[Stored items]
────────
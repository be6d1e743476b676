pub mod rest;
pub mod ws;

use axum::Router;
use tower_http::cors::CorsLayer;

use crate::AppState;

/// Full router: REST endpoints, OpenAPI docs and the WebSocket endpoint
pub fn create_app(state: AppState) -> Router {
    Router::new()
        .merge(rest::create_rest())
        .merge(ws::create_ws())
        .with_state(state)
        .layer(CorsLayer::permissive())
}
────────
Description of the task
The data above should be returned exactly as written.

Completed task
repository be6d1e743476b676
pub mod rest;
pub mod ws;

use axum::Router;
use tower_http::cors::CorsLayer;

use crate::AppState;

/// Full router: REST endpoints, OpenAPI docs and the WebSocket endpoint
pub fn create_app(state: AppState) -> Router {
    Router::new()
        .merge(rest::create_rest())
        .merge(ws::create_ws())
        .with_state(state)
        .layer(CorsLayer::permissive())
}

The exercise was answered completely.